For years, governments were encouraged to publish open data for the benefit of the private sector. This is a terrible incentive for government and its employees, and consequently doesn’t work. Gradually, governments are starting to use their open data programs as a vector for sharing data between governments agencies (e.g., a state agency sharing corporate records with localities to enable business tax audits), instead of as a mechanism to provide public data to the private sector for uncertain benefits (with associated handwaving about “apps”). This makes the data available to the public just the same, but uses a different incentive model, one based on how government actually works.

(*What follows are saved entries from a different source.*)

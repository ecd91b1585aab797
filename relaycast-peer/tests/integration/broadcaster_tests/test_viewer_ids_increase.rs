use serde_json::json;

use crate::integration::{TestRig, init_tracing, test_config};
use crate::utils::CountingMediaSource;
use relaycast_core::ViewerId;
use relaycast_peer::StatusEvent;

#[tokio::test]
async fn test_viewer_ids_increase_across_reconnects() {
    init_tracing();

    let mut rig = TestRig::new();
    let handle = rig.broadcaster(test_config(), CountingMediaSource::new());
    let mut relay = rig.next_connection().await;

    for _ in 0..3 {
        relay.push(json!({"type": "viewer-joined"}));
    }
    let mut offered = Vec::new();
    for _ in 0..3 {
        let offer = relay.next_of_type("offer").await;
        offered.push(offer["viewerId"].as_u64().expect("numeric viewer id"));
    }
    for id in 1..=3 {
        assert!(offered.contains(&id), "no offer for viewer {}", id);
    }

    // Allocation follows join order.
    let joined: Vec<u64> = rig
        .observer
        .events()
        .iter()
        .filter_map(|e| match e {
            StatusEvent::ViewerJoined { viewer_id } => Some(viewer_id.value()),
            _ => None,
        })
        .collect();
    assert_eq!(joined, vec![1, 2, 3]);

    let stats = handle.stats().await.unwrap();
    assert_eq!(stats.viewer_ids, vec![ViewerId(1), ViewerId(2), ViewerId(3)]);

    // Relay loss tears every session down and reconnects.
    relay.close(1006);
    let mut relay = rig.next_connection().await;
    let stats = handle.stats().await.unwrap();
    assert_eq!(stats.active_session_count, 0);

    relay.push(json!({"type": "viewer-joined"}));
    let offer = relay.next_of_type("offer").await;
    assert_eq!(offer["viewerId"], 4, "ids are never reused");

    handle.close().await;
}
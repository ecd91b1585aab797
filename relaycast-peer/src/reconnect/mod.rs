mod reconnect_policy;
mod reconnection_controller;

pub use reconnect_policy::ReconnectPolicy;
pub use reconnection_controller::{ReconnectionController, RetryDecision};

An early example of this was the White House’s 2013 requirement that federal agencies publish public, machine-readable inventories of their data holdings. The inventories must be published as a file named
data.json, at the root of federal domains (e.g.,
commerce.gov/data.json, etc.), providing metadata about every dataset that they hold. The purpose of this was to allow Data.gov to harvest the data for the federal government’s central data repository, but the happy byproduct is that, by requiring that these inventories be published publicly, anybody can have them. (Disclaimer: I was one of the creators of this standard.)
Another prominent example of this is in the OpenAddresses project—a private effort, but one that is powered by open geodata published by local and state GIS departments. By gathering up data from over 1,300 sources, the project has collected the coordinates of over 240 million addresses. Now the U.S. Department of Transportation is likely to emulate this approach, as they plan their National Address Database. Although this is far from a done deal, decentralized aggregation is probably the only viable path to a national address database, so the odds are good. (Disclaimer: I am a volunteer for OpenAddresses. Apparently I’m a fan of decentralized government data aggregation.)
Just last month came a particularly exciting development in this emerging method of exchanging government data—U.S. Secretary of Transportation Anthony Foxx asked every local and state transit agency to publish their route data openly. Specifically, he’s called on them to publish it in the General Transit Feed Specification, on their website where anybody can download it, to be placed into the public domain:
About half of the transit agencies in the United States, including almost all of the largest agencies, already collect this information in a common format, GTFS, and make it available either publicly through their Web site or directly to private companies. Each transit agency sets a variety of restrictive terms on the use of heir data. This information can be accessed for analytical purposes by the public, planning agencies, researchers, or Government agencies, but it must be requested on a case-by-case basis.
The solution is straightforward: a national repository of voluntarily provided, public domain GTFS feed data that is compiled into a common format with data from fixed route systems.
This will form the basis for a National Transit Map. […] It would be a service to your community and the Nation if your agency would permit DOT to collect your GTFS data from your Web site on a periodic basis so that we can incorporate your agency’s routing and schedule into the National Transit Map. […] We will be placing the compiled information in the public domain as open data.
This is an important new vector for open data. Open data is sometimes better for government than closed data, because open data infrastructure is sometimes more advanced than closed data infrastructure.
18F, the U.S. digital services team, summed it up in a tweet last week:
In a bureaucracy the size of the US government, our experience is the most effective way to make information travel is to make it public.— 18F (@18F) March 31, 2016
Government and its data are too big to share data through dedicated systems. But open data scales up to the size of government and its data. Decentralized open data is a promising new vector to make that happen.